Why? Because value is more important to me than cost. Cost is the measure of the price you pay. Value is the measure of fiscal efficiency; what did I get out for what I paid in? I have no problem spending big money on big ticket items. But I do expect value for every dollar I spend. Value does not mean "cheap"; it means output/input. It is a measure of ratio differentiation.

Thanks for the continued rhetoric, though.

Again, anyone have some solid proof that synthetics actually protect "better" for shorter OCIs, say 5k miles? Anyone find any UOAs on this site that prove there is not significant disparity between the "cost" and the "result"?
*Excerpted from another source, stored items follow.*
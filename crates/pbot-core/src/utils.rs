// ============== Greeting Trigger ==============

/// Substring match of any keyword against the lowercased message.
///
/// Deliberately not tokenized: "hi" matches "hiya" and "this".
pub fn contains_keyword(text: &str, keywords: &[String]) -> bool {
    let lower = text.to_lowercase();
    keywords
        .iter()
        .filter(|k| !k.is_empty())
        .any(|k| lower.contains(k.as_str()))
}

// ============== Commands ==============

/// Split `/cmd@botname arg1 ...` into (`cmd`, `arg1 ...`).
///
/// Returns `None` when the text is not a command.
pub fn parse_command(text: &str) -> Option<(String, String)> {
    let text = text.trim();
    if !text.starts_with('/') {
        return None;
    }

    let mut parts = text.splitn(2, char::is_whitespace);
    let first = parts.next().unwrap_or("").trim();
    let rest = parts.next().unwrap_or("").trim().to_string();

    let cmd = first
        .trim_start_matches('/')
        .split('@')
        .next()
        .unwrap_or("")
        .to_lowercase();

    if cmd.is_empty() {
        return None;
    }
    Some((cmd, rest))
}
/// Telegram user id (numeric).
#[derive(Clone, Copy, Debug, PartialEq, Eq, Hash, PartialOrd, Ord)]
pub struct UserId(pub i64);

/// Telegram chat id (numeric).
#[derive(Clone, Copy, Debug, PartialEq, Eq, Hash)]
pub struct ChatId(pub i64);

/// Telegram message id (numeric).
#[derive(Clone, Copy, Debug, PartialEq, Eq, Hash)]
pub struct MessageId(pub i32);

/// A stable reference to a Telegram message.
#[derive(Clone, Copy, Debug, PartialEq, Eq, Hash)]
pub struct MessageRef {
    pub chat_id: ChatId,
    pub message_id: MessageId,
}

impl UserId {
    /// The private chat with a user shares the user's numeric id.
    pub fn private_chat(self) -> ChatId {
        ChatId(self.0)
    }
}

impl std::fmt::Display for UserId {
    fn fmt(&self, f: &mut std::fmt::Formatter<'_>) -> std::fmt::Result {
        write!(f, "{}", self.0)
    }
}

/// Where a message was sent.
#[derive(Clone, Debug, PartialEq, Eq)]
pub enum ChatKind {
    Private,
    /// Groups, supergroups and channels. `title` falls back to the chat username.
    Group { title: Option<String> },
}

#[derive(Clone, Debug, PartialEq, Eq)]
pub struct Chat {
    pub id: ChatId,
    pub kind: ChatKind,
}

impl Chat {
    pub fn is_private(&self) -> bool {
        matches!(self.kind, ChatKind::Private)
    }
}

#[derive(Clone, Debug, PartialEq, Eq)]
pub struct Sender {
    pub id: UserId,
    pub first_name: String,
    pub username: Option<String>,
}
Why pay 2x or 3x more money, if you're not getting better wear numbers? Peace of mind? Sure, that's worth something. But you've thrown in a variable that exactly answers why I say you SHOULD use synthetics; longer drain intervals.

The way to get your value from something is to set goals and parameters, and then operate up to and within those criteria, getting the most return for the least input.

I have used, currently use, and will continue to use synthetic lubricants when it makes sense. There are applications in my fleet that warrant the added expense. But I just don't use them willy-nilly because of hype and bloated sales claims. Dino fluids are perfectly capable fluids when used as prescribed; 5k miles on a good filter in a moderate temperature zone is certainly 100% within the capability range of many good products on the market today.

P.S. - most turbo cars don't require synthetics; they are often recommended, but not required. And if that is your measure, then why is it that turbo-diesel trucks perform perfectly well with dino oil changes, some up to 10k miles? There is no more oil in a 6.6L Dmax per liter than a 3.0L or 3.5L turbo V-6, or a 2.5L turbo 4cyl. In fact, some of the smaller gas engines actually carry more oil per liter than the larger V-8 engines. I don't for a second believe that a small hot-rod gas turbo works any harder than a diesel truck pulling 12k pounds of hay three counties away on a hot August day.

Again, proof please. Check the marketing hype at the door.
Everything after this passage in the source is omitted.